The dispute arose during the failed 2010 reelection campaign of Representative Steven Driehaus, a Democrat from Ohio. Driehaus complained to the Ohio Elections Commission after a non-profit anti-abortion group, the Susan B. Anthony (SBA) List, planned to run billboard advertising in his district saying that his vote for President Obamas health care law, the Affordable Care Act, was a vote for taxpayer-funded abortions. The billboard company refused the ad when a lawyer for Driehaus raised the possibility of legal action. But apparently because the ad was still a possibility, Driehaus went ahead with his complaint to the commission.

Following its established procedures, a panel of the commission issued a finding of probable cause that the proposed ad violated the law and referred the matter to the full commission for a hearing. Rather than await the hearing, however, the Susan B. Anthony List filed suit in federal district court to block both the commission hearing and the enforcement of the law. The district court declined to stay the commission actions, but the parties agreed to put off the hearing until after the election. Driehaus lost his reelection bid, and the commission process ended. But the SBA List amended its federal court complaint to contend that its free speech had been chilled by the commission proceedings.

At roughly the same time, a second non-profit group, the Coalition Opposed to Additional Spending and Taxes (COAST), planned to disseminate much the same message that Driehaus had voted to allow taxpayer-funded abortions and that his complaint to the Ohio Election Commission was designed to obscure his vote. COAST filed suit in federal court, too; although Driehaus did not file a complaint against COAST with the commission, the group alleged that it withheld its messages about Driehaus because of the proceedings against SBA List.

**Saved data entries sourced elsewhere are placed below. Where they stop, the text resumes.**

use crate::obj::slice::Slice;
use crate::obj::status::Status;
use bytes::{Bytes, BytesMut};
use memmap2::Mmap;
use positioned_io::ReadAt;
use std::fmt::Debug;
use std::fs::{File, OpenOptions};
use std::io;
use std::path::Path;
#[cfg(unix)]
use {crate::util::K_OPEN_BASE_FLAGS, std::os::unix::fs::OpenOptionsExt};

use std::sync::atomic::{AtomicI64, Ordering};
use std::sync::Arc;

/// 给操作系统的访问模式提示
#[derive(Debug, Clone, Copy, PartialEq, Eq)]
pub enum AccessPattern {
    Normal,
    Random,
    Sequential,
    WillNeed,
}

/// 可并发随机读的文件。读操作只需要 &self，多个 reader 可共享同一个实例。
pub trait RandomAccessFile: Send + Sync + Debug {
    /// 从 offset 读最多 n 个字节；到文件尾时返回的数据可能不足 n
    fn read(&self, offset: u64, n: usize) -> Result<Slice, Status>;
    fn size(&self) -> Result<u64, Status>;
    fn hint(&self, _pattern: AccessPattern) {}
}

#[derive(Debug, Default)]
pub struct Limiter {
    #[cfg(debug_assertions)]
    max_acquires: i64,
    acquires_allowed: AtomicI64,
}

impl Limiter {
    /// Limit maximum number of resources to `max_acquires`.
    pub fn new(max_acquires: i64) -> Self {
        debug_assert!(max_acquires >= 0);
        Limiter {
            #[cfg(debug_assertions)]
            max_acquires,
            acquires_allowed: AtomicI64::new(max_acquires),
        }
    }

    // If another resource is available, acquire it and return true.
    // Else return false.
    pub fn acquire(&self) -> bool {
        let old_acquires_allowed = self.acquires_allowed.fetch_sub(1, Ordering::Relaxed);

        if old_acquires_allowed > 0 {
            return true;
        }

        let pre_increment_acquires_allowed = self.acquires_allowed.fetch_add(1, Ordering::Relaxed);

        let _ = pre_increment_acquires_allowed;
        // If the check below fails, Release() was called more times than acquire.
        #[cfg(debug_assertions)]
        debug_assert!(pre_increment_acquires_allowed < self.max_acquires);

        false
    }

    /// Release a resource acquired by a previous call to Acquire() that returned
    /// true.
    pub fn release(&self) {
        let old_acquires_allowed = self.acquires_allowed.fetch_add(1, Ordering::Relaxed);

        let _ = old_acquires_allowed;
        // If the check below fails, Release() was called more times than acquire.
        #[cfg(debug_assertions)]
        debug_assert!(old_acquires_allowed < self.max_acquires);
    }
}

fn open_read_only(filename: &Path) -> io::Result<File> {
    let mut option = OpenOptions::new();
    option.read(true);
    #[cfg(unix)]
    {
        option.custom_flags(K_OPEN_BASE_FLAGS); // 对应 O_CLOEXEC
    }
    option.open(filename)
}

#[cfg(target_os = "linux")]
fn fadvise(file: &File, pattern: AccessPattern) {
    use std::os::unix::io::AsRawFd;
    let advice = match pattern {
        AccessPattern::Normal => libc::POSIX_FADV_NORMAL,
        AccessPattern::Random => libc::POSIX_FADV_RANDOM,
        AccessPattern::Sequential => libc::POSIX_FADV_SEQUENTIAL,
        AccessPattern::WillNeed => libc::POSIX_FADV_WILLNEED,
    };
    // 只是提示，失败不影响正确性
    unsafe {
        libc::posix_fadvise(file.as_raw_fd(), 0, 0, advice);
    }
}

#[cfg(not(target_os = "linux"))]
fn fadvise(_file: &File, _pattern: AccessPattern) {}

// pread 直到读满 buf 或遇到文件尾
fn read_full(file: &File, offset: u64, buf: &mut [u8]) -> io::Result<usize> {
    let mut read = 0;
    while read < buf.len() {
        match file.read_at(offset + read as u64, &mut buf[read..]) {
            Ok(0) => break,
            Ok(len) => read += len,
            Err(e) if e.kind() == io::ErrorKind::Interrupted => continue,
            Err(e) => return Err(e),
        }
    }
    Ok(read)
}

/// 基于 pread 的实现。fd 数量受 limiter 约束：拿不到名额时每次读都临时打开文件。
#[derive(Debug)]
pub(crate) struct StdRandomAccessFile {
    limiter: Arc<Limiter>,
    file: Option<File>,
    filename: String, // 用于错误报告
}

impl Drop for StdRandomAccessFile {
    fn drop(&mut self) {
        if self.file.is_some() {
            self.limiter.release();
        }
    }
}

impl StdRandomAccessFile {
    pub(crate) fn new(filename: &Path, limiter: Arc<Limiter>) -> io::Result<StdRandomAccessFile> {
        let file = open_read_only(filename)?;
        let file = if limiter.acquire() {
            Some(file)
        } else {
            None
        };
        Ok(StdRandomAccessFile {
            limiter,
            file,
            filename: filename.to_string_lossy().into_owned(),
        })
    }

    fn with_file<T>(&self, f: impl FnOnce(&File) -> io::Result<T>) -> Result<T, Status> {
        let res = match &self.file {
            Some(file) => f(file),
            None => open_read_only(Path::new(&self.filename)).and_then(|file| f(&file)),
        };
        res.map_err(|err| Status::from_io_error(err, &self.filename))
    }
}

impl RandomAccessFile for StdRandomAccessFile {
    fn read(&self, offset: u64, n: usize) -> Result<Slice, Status> {
        let mut buffer = BytesMut::zeroed(n);
        let len = self.with_file(|file| read_full(file, offset, &mut buffer[..]))?;
        buffer.truncate(len);
        Ok(Slice::new_bytes_mut(buffer))
    }

    fn size(&self) -> Result<u64, Status> {
        self.with_file(|file| file.metadata().map(|m| m.len()))
    }

    fn hint(&self, pattern: AccessPattern) {
        if let Some(file) = &self.file {
            fadvise(file, pattern);
        }
    }
}

/// mmap 实现，读操作零拷贝地切出共享的 `Bytes`
#[derive(Debug)]
pub(crate) struct PosixMmapReadableFile {
    limiter: Arc<Limiter>,
    region: Bytes,
    filename: String,
    file: File,
}

impl Drop for PosixMmapReadableFile {
    fn drop(&mut self) {
        self.limiter.release();
    }
}

impl PosixMmapReadableFile {
    /// 调用方已经从 limiter 取得名额；打开失败时由本函数归还
    pub(crate) fn new(filename: &Path, limiter: Arc<Limiter>) -> io::Result<PosixMmapReadableFile> {
        let mapped = open_read_only(filename).and_then(|file| {
            let mmap = unsafe { Mmap::map(&file)? };
            Ok((file, mmap))
        });
        match mapped {
            Ok((file, mmap)) => Ok(PosixMmapReadableFile {
                limiter,
                region: Bytes::from_owner(mmap),
                filename: filename.to_string_lossy().into_owned(),
                file,
            }),
            Err(e) => {
                limiter.release();
                Err(e)
            }
        }
    }
}

impl RandomAccessFile for PosixMmapReadableFile {
    fn read(&self, offset: u64, n: usize) -> Result<Slice, Status> {
        let len = self.region.len() as u64;
        if offset > len {
            return Err(Status::io_error(
                &self.filename,
                Some("offset out of range"),
            ));
        }
        let end = std::cmp::min(offset + n as u64, len);
        Ok(Slice::new(
            self.region.slice(offset as usize..end as usize),
        ))
    }

    fn size(&self) -> Result<u64, Status> {
        Ok(self.region.len() as u64)
    }

    fn hint(&self, pattern: AccessPattern) {
        fadvise(&self.file, pattern);
    }
}

#[cfg(test)]
mod tests {
    use super::*;
    use std::io::Write;

    fn write_test_file(name: &str, contents: &[u8]) -> std::path::PathBuf {
        let dir = std::env::temp_dir().join(format!("raf-test-{}", std::process::id()));
        std::fs::create_dir_all(&dir).unwrap();
        let path = dir.join(name);
        let mut f = File::create(&path).unwrap();
        f.write_all(contents).unwrap();
        path
    }

    #[test]
    fn test_limiter() {
        let limiter = Limiter::new(2);
        assert!(limiter.acquire());
        assert!(limiter.acquire());
        assert!(!limiter.acquire());
        limiter.release();
        assert!(limiter.acquire());
    }

    #[test]
    fn test_pread_file_without_permanent_fd() {
        let path = write_test_file("pread.txt", b"0123456789");
        let limiter = Arc::new(Limiter::new(0));
        let file = StdRandomAccessFile::new(&path, limiter).unwrap();
        assert!(file.file.is_none());
        assert_eq!(b"345", file.read(3, 3).unwrap().data());
        assert_eq!(b"89", file.read(8, 10).unwrap().data());
        assert_eq!(10, file.size().unwrap());
    }

    #[test]
    fn test_mmap_file() {
        let path = write_test_file("mmap.txt", b"hello mmap");
        let limiter = Arc::new(Limiter::new(1));
        assert!(limiter.acquire());
        let file = PosixMmapReadableFile::new(&path, limiter.clone()).unwrap();
        assert_eq!(b"mmap", file.read(6, 4).unwrap().data());
        assert_eq!(10, file.size().unwrap());
        assert!(file.read(11, 1).is_err());
        drop(file);
        assert!(limiter.acquire());
    }

    #[test]
    fn test_open_missing_file() {
        let limiter = Arc::new(Limiter::new(1));
        let missing = std::env::temp_dir().join("raf-test-definitely-missing");
        assert!(StdRandomAccessFile::new(&missing, limiter.clone()).is_err());
        // 打开失败不会占用名额
        assert!(limiter.acquire());
    }
}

The district court decided the two cases together, dismissing the challenges to the Ohio law on the ground that neither SBA List nor COAST had standing to assert a real injury that was ripe for decision. The U.S. Court of Appeals for the Sixth Circuit affirmed those dismissals, finding that there were no claims that were ripe for review. As to SBA List, the Sixth Circuit held that there was no commission action pending and no objective fear of future enforcement against the group. Moreover, the appeals court concluded, the group was able to get its message out in numerous ways; only the billboard was scrapped as a result of the controversy. COASTs claims, the appeals court held, were even more speculative because there had never been a commission action or even a threat of one against the group.

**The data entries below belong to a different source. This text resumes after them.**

use crate::db::dbformat::InternalKeyComparator;
use crate::db::file_name::{legacy_table_file_name, table_file_dir, table_file_name};
use crate::db::version_edit::FileDescriptor;
use crate::obj::options::{EnvOptions, Options, ReadOptions, ReadTier};
use crate::obj::slice::Slice;
use crate::obj::status::Status;
use crate::table::iterator::{into_arena_iter, new_error_iterator, Iter, IterWithCleanup};
use crate::table::table_properties::TableProperties;
use crate::table::table_reader::{HandleResult, MarkKeyMayExist, TableReader};
use crate::util::arena::{Arena, ArenaBox};
use crate::util::cache::{CacheHandle, InsertResult, ShardedLRUCache};
use crate::util::coding::encode_fixed64;
use crate::util::random_access_file::{AccessPattern, RandomAccessFile};
use crate::util::statistics::{record_tick, Statistics, Tickers};
use ahash::AHashMap;
use std::path::Path;
use std::sync::{Arc, Mutex, MutexGuard};
use tracing::{debug, error, warn};

/// 留给 WAL、MANIFEST 等非表文件的句柄数
pub const K_NUM_NON_TABLE_CACHE_FILES: usize = 10;

/// cache 中的一个已打开的表。
///
/// reader 只被这里和它创建的迭代器引用，而迭代器总是带着同一个 entry 的 pin，
/// 所以 entry 移出 cache 且不再被引用时，reader 和文件随之关闭。
pub struct CachedTable {
    number: u64,
    reader: Arc<dyn TableReader>,
    statistics: Option<Arc<Statistics>>,
}

impl CachedTable {
    pub fn number(&self) -> u64 {
        self.number
    }

    pub fn reader(&self) -> &dyn TableReader {
        self.reader.as_ref()
    }
}

impl Drop for CachedTable {
    fn drop(&mut self) {
        record_tick(self.statistics.as_deref(), Tickers::NoFileCloses);
        debug!("close table file #{}", self.number);
    }
}

pub type TableReaderCache = ShardedLRUCache<CachedTable>;

/// 对一个已缓存表的引用，持有期间 reader 不会被淘汰
pub type TableHandle = CacheHandle<CachedTable>;

pub fn new_lru_cache(capacity: usize) -> Arc<TableReaderCache> {
    Arc::new(ShardedLRUCache::new(capacity))
}

/// 按 `Options` 的 max_open_files 和分片数创建 table cache 用的 LRU cache
pub fn new_table_reader_cache(options: &Options) -> Arc<TableReaderCache> {
    let capacity = options
        .max_open_files
        .saturating_sub(K_NUM_NON_TABLE_CACHE_FILES)
        .max(1);
    Arc::new(ShardedLRUCache::with_shard_bits(
        capacity,
        options.table_cache_num_shard_bits,
    ))
}

fn cache_key(file_number: u64) -> Slice {
    let mut buf = [0u8; 8];
    encode_fixed64(&mut buf, file_number);
    Slice::new_from_array(&buf)
}

fn lock<T>(mutex: &Mutex<T>) -> MutexGuard<'_, T> {
    mutex.lock().unwrap_or_else(|poisoned| poisoned.into_inner())
}

/// 文件号 -> 已打开的 TableReader。
///
/// 每个 entry 的 charge 为 1，容量即同时打开的表文件数。多个 `TableCache` 可以共享同一个
/// `TableReaderCache`；cache 中的 reader 在被淘汰且没有 handle 引用后关闭文件。
pub struct TableCache {
    db_name: String,
    options: Arc<Options>,
    env_options: EnvOptions,
    cache: Arc<TableReaderCache>,
    // 正在打开的文件号 -> 该文件的打开锁，只有打开同一个文件的线程互相等待
    loading: Mutex<AHashMap<u64, Arc<Mutex<()>>>>,
}

impl TableCache {
    pub fn new(
        db_name: &str,
        options: Arc<Options>,
        env_options: EnvOptions,
        cache: Arc<TableReaderCache>,
    ) -> TableCache {
        TableCache {
            db_name: db_name.to_string(),
            options,
            env_options,
            cache,
            loading: Mutex::new(AHashMap::new()),
        }
    }

    pub fn cache(&self) -> &Arc<TableReaderCache> {
        &self.cache
    }

    fn statistics(&self) -> Option<&Statistics> {
        self.options.statistics.as_deref()
    }

    fn start_loading(&self, file_number: u64) -> Arc<Mutex<()>> {
        Arc::clone(lock(&self.loading).entry(file_number).or_default())
    }

    fn finish_loading(&self, file_number: u64, loader: Arc<Mutex<()>>) {
        let mut loading = lock(&self.loading);
        // clone 和 drop 都在 loading 锁内：只剩 map 和这里两份时没有线程在等
        if Arc::strong_count(&loader) == 2 {
            loading.remove(&file_number);
        }
        drop(loader);
    }

    /// 查找或打开 fd 对应的表。命中时不做任何 I/O；未命中且 no_io 时返回 Incomplete。
    /// 打开失败不会进入 cache，下一次调用会重新尝试。
    pub fn find_table(
        &self,
        env_options: &EnvOptions,
        icmp: &Arc<InternalKeyComparator>,
        fd: &FileDescriptor,
        no_io: bool,
    ) -> Result<TableHandle, Status> {
        let number = fd.get_number();
        let key = cache_key(number);
        if let Some(handle) = self.cache.lookup(&key) {
            record_tick(self.statistics(), Tickers::TableCacheHit);
            return Ok(handle);
        }
        record_tick(self.statistics(), Tickers::TableCacheMiss);
        if no_io {
            return Err(Status::incomplete(
                "table not found in table cache, no_io is set",
                None,
            ));
        }

        let loader = self.start_loading(number);
        let res = {
            let _loading = lock(&*loader);
            self.load_table(env_options, icmp, fd, &key)
        };
        self.finish_loading(number, loader);
        res
    }

    fn load_table(
        &self,
        env_options: &EnvOptions,
        icmp: &Arc<InternalKeyComparator>,
        fd: &FileDescriptor,
        key: &Slice,
    ) -> Result<TableHandle, Status> {
        let number = fd.get_number();
        // 等锁期间可能已经被别的线程打开
        if let Some(handle) = self.cache.lookup(key) {
            return Ok(handle);
        }

        let reader = match self.open_table_reader(env_options, icmp, fd) {
            Ok(reader) => reader,
            Err(e) => {
                record_tick(self.statistics(), Tickers::NoFileErrors);
                error!("open table file #{} failed: {}", number, e);
                return Err(e);
            }
        };
        let table = CachedTable {
            number,
            reader,
            statistics: self.options.statistics.clone(),
        };
        match self.cache.insert_if_absent(key, table, 1, None) {
            InsertResult::Inserted(handle) => Ok(handle),
            InsertResult::Existing(handle, _unused) => {
                // 共享 cache 的另一个 TableCache 先插入了，丢弃自己打开的 reader
                warn!("table file #{} opened concurrently, keep the cached one", number);
                Ok(handle)
            }
        }
    }

    fn open_table_file(
        &self,
        env_options: &EnvOptions,
        fd: &FileDescriptor,
    ) -> Result<(Box<dyn RandomAccessFile>, String), Status> {
        let env = &self.options.env;
        let dir = table_file_dir(&self.db_name, &self.options.db_paths, fd.get_path_id());
        let file_name = table_file_name(dir, fd.get_number());
        match env.new_random_access_file(Path::new(&file_name), env_options) {
            Ok(file) => Ok((file, file_name)),
            Err(e) => {
                let legacy_name = legacy_table_file_name(dir, fd.get_number());
                match env.new_random_access_file(Path::new(&legacy_name), env_options) {
                    Ok(file) => {
                        warn!("{} not found, use legacy name {}", file_name, legacy_name);
                        Ok((file, legacy_name))
                    }
                    // 报告新文件名的错误
                    Err(_) => Err(e),
                }
            }
        }
    }

    fn open_table_reader(
        &self,
        env_options: &EnvOptions,
        icmp: &Arc<InternalKeyComparator>,
        fd: &FileDescriptor,
    ) -> Result<Arc<dyn TableReader>, Status> {
        record_tick(self.statistics(), Tickers::NoFileOpens);
        let env = &self.options.env;
        let start_micros = env.now_micros();

        let (file, file_name) = self.open_table_file(env_options, fd)?;
        if self.options.advise_random_on_open {
            file.hint(AccessPattern::Random);
        }
        let file_size = file.size()?;
        if file_size != fd.get_file_size() {
            return Err(Status::corruption(
                &format!(
                    "table file size mismatch: expected {}, actual {}",
                    fd.get_file_size(),
                    file_size
                ),
                Some(file_name.as_str()),
            ));
        }

        let reader = self.options.table_factory.new_table_reader(
            &self.options,
            env_options,
            icmp,
            file,
            file_size,
        )?;
        if let Some(statistics) = self.statistics() {
            statistics.record_table_open(env.now_micros().saturating_sub(start_micros));
        }
        debug!("opened table file {} ({} bytes)", file_name, file_size);
        Ok(reader)
    }

    fn table_iterator(
        &self,
        read_options: &ReadOptions,
        env_options: &EnvOptions,
        icmp: &Arc<InternalKeyComparator>,
        fd: &FileDescriptor,
        for_compaction: bool,
    ) -> Result<(IterWithCleanup<'static>, Option<TableHandle>), Status> {
        // fd 自带 reader 时不经过 cache，此时没有 pin
        let (reader, handle) = match &fd.table_reader {
            Some(reader) => (Arc::clone(reader), None),
            None => {
                let no_io = read_options.read_tier == ReadTier::BlockCacheTier;
                let handle = self.find_table(env_options, icmp, fd, no_io)?;
                (Arc::clone(&handle.reader), Some(handle))
            }
        };
        if for_compaction {
            reader.setup_for_compaction();
        }
        let mut iter = IterWithCleanup::new(reader.new_iterator(read_options));
        let pin = handle.clone();
        if let Some(handle) = handle {
            iter.register_cleanup(move || Self::release_handle(handle));
        }
        Ok((iter, pin))
    }

    /// 遍历 fd 对应的表。返回的迭代器持有一次 pin，析构时释放。
    ///
    /// 第二个返回值是给调用方的另一次 pin，可以用 `get_table_reader_from_handle` 取得迭代器
    /// 所在的 reader，用完后 release；fd 自带 reader 或出错时为 None，出错时迭代器的
    /// status() 是错误原因。
    pub fn new_iterator(
        &self,
        read_options: &ReadOptions,
        env_options: &EnvOptions,
        icmp: &Arc<InternalKeyComparator>,
        fd: &FileDescriptor,
        for_compaction: bool,
    ) -> (Box<dyn Iter>, Option<TableHandle>) {
        match self.table_iterator(read_options, env_options, icmp, fd, for_compaction) {
            Ok((iter, pin)) => (Box::new(iter), pin),
            Err(e) => (Box::new(new_error_iterator(e)), None),
        }
    }

    /// 同 new_iterator，迭代器分配在 arena 中。pin 在 box 丢弃时释放。
    pub fn new_iterator_in<'a>(
        &self,
        arena: &'a Arena,
        read_options: &ReadOptions,
        env_options: &EnvOptions,
        icmp: &Arc<InternalKeyComparator>,
        fd: &FileDescriptor,
        for_compaction: bool,
    ) -> (ArenaBox<'a, dyn Iter + 'a>, Option<TableHandle>) {
        match self.table_iterator(read_options, env_options, icmp, fd, for_compaction) {
            Ok((iter, pin)) => (into_arena_iter(arena.alloc_boxed(iter)), pin),
            Err(e) => (into_arena_iter(arena.alloc_boxed(new_error_iterator(e))), None),
        }
    }

    /// 点查。handle_result 对每个 user key 匹配的 entry 调用一次，返回 false 时停止；
    /// filter 没能排除 key 而又没有匹配时调用 mark_key_may_exist。
    pub fn get(
        &self,
        read_options: &ReadOptions,
        icmp: &Arc<InternalKeyComparator>,
        fd: &FileDescriptor,
        key: &Slice,
        handle_result: HandleResult,
        mark_key_may_exist: MarkKeyMayExist,
    ) -> Result<(), Status> {
        if let Some(reader) = &fd.table_reader {
            return reader.get(read_options, key, handle_result, mark_key_may_exist);
        }
        let no_io = read_options.read_tier == ReadTier::BlockCacheTier;
        let handle = match self.find_table(&self.env_options, icmp, fd, no_io) {
            Ok(handle) => handle,
            Err(e) if e.is_incomplete() && no_io => {
                // 表没有打开，无法判断 key 是否存在
                if let Some(mark) = mark_key_may_exist {
                    mark();
                }
                return Ok(());
            }
            Err(e) => return Err(e),
        };
        let res = Self::get_table_reader_from_handle(&handle).get(
            read_options,
            key,
            handle_result,
            mark_key_may_exist,
        );
        Self::release_handle(handle);
        res
    }

    /// 已缓存时直接返回，不做 I/O；未缓存且 no_io 时返回 Incomplete
    pub fn get_table_properties(
        &self,
        env_options: &EnvOptions,
        icmp: &Arc<InternalKeyComparator>,
        fd: &FileDescriptor,
        no_io: bool,
    ) -> Result<Arc<TableProperties>, Status> {
        if let Some(reader) = &fd.table_reader {
            return Ok(reader.table_properties());
        }
        let handle = self.find_table(env_options, icmp, fd, no_io)?;
        let properties = Self::get_table_reader_from_handle(&handle).table_properties();
        Self::release_handle(handle);
        Ok(properties)
    }

    /// 从 cache 中移除文件号对应的 entry。已有的 handle 和迭代器不受影响，
    /// 之后的查找会重新打开文件。
    pub fn evict(cache: &TableReaderCache, file_number: u64) {
        debug!("evict table file #{}", file_number);
        cache.erase(&cache_key(file_number));
    }

    /// reader 只能在 handle 存活期间借用
    pub fn get_table_reader_from_handle(handle: &TableHandle) -> &dyn TableReader {
        handle.reader()
    }

    pub fn release_handle(handle: TableHandle) {
        drop(handle);
    }
}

The two groups petitioned the Supreme Court, and the Justices are scheduled to hear arguments in their cases on April 22. In their appeal, lawyers for the groups take a somewhat incredulous tone about the Ohio law, exhorting the Court that believe it or not false campaign speech is a criminal offense in Ohio. The groups argue that they face an ongoing, genuine threat to their free speech rights because the existence of the Ohio law raises the specter of a future prosecution if they engage in similar speech. The fact that the threat is real, they contend, is demonstrated at least in part by the Ohio Election Commissions finding of probable cause in SBA Lists case.

The groups maintain that the Sixth Circuits approach to when a First Amendment dispute is ripe for decision would require those wishing to exercise their free speech rights to wait until they have been successfully prosecuted before they could challenge the validity of the state law. This provides far too little protection for free speech, they argue, and ignores the chill on free speech that comes from the mere threat of prosecution created by the law.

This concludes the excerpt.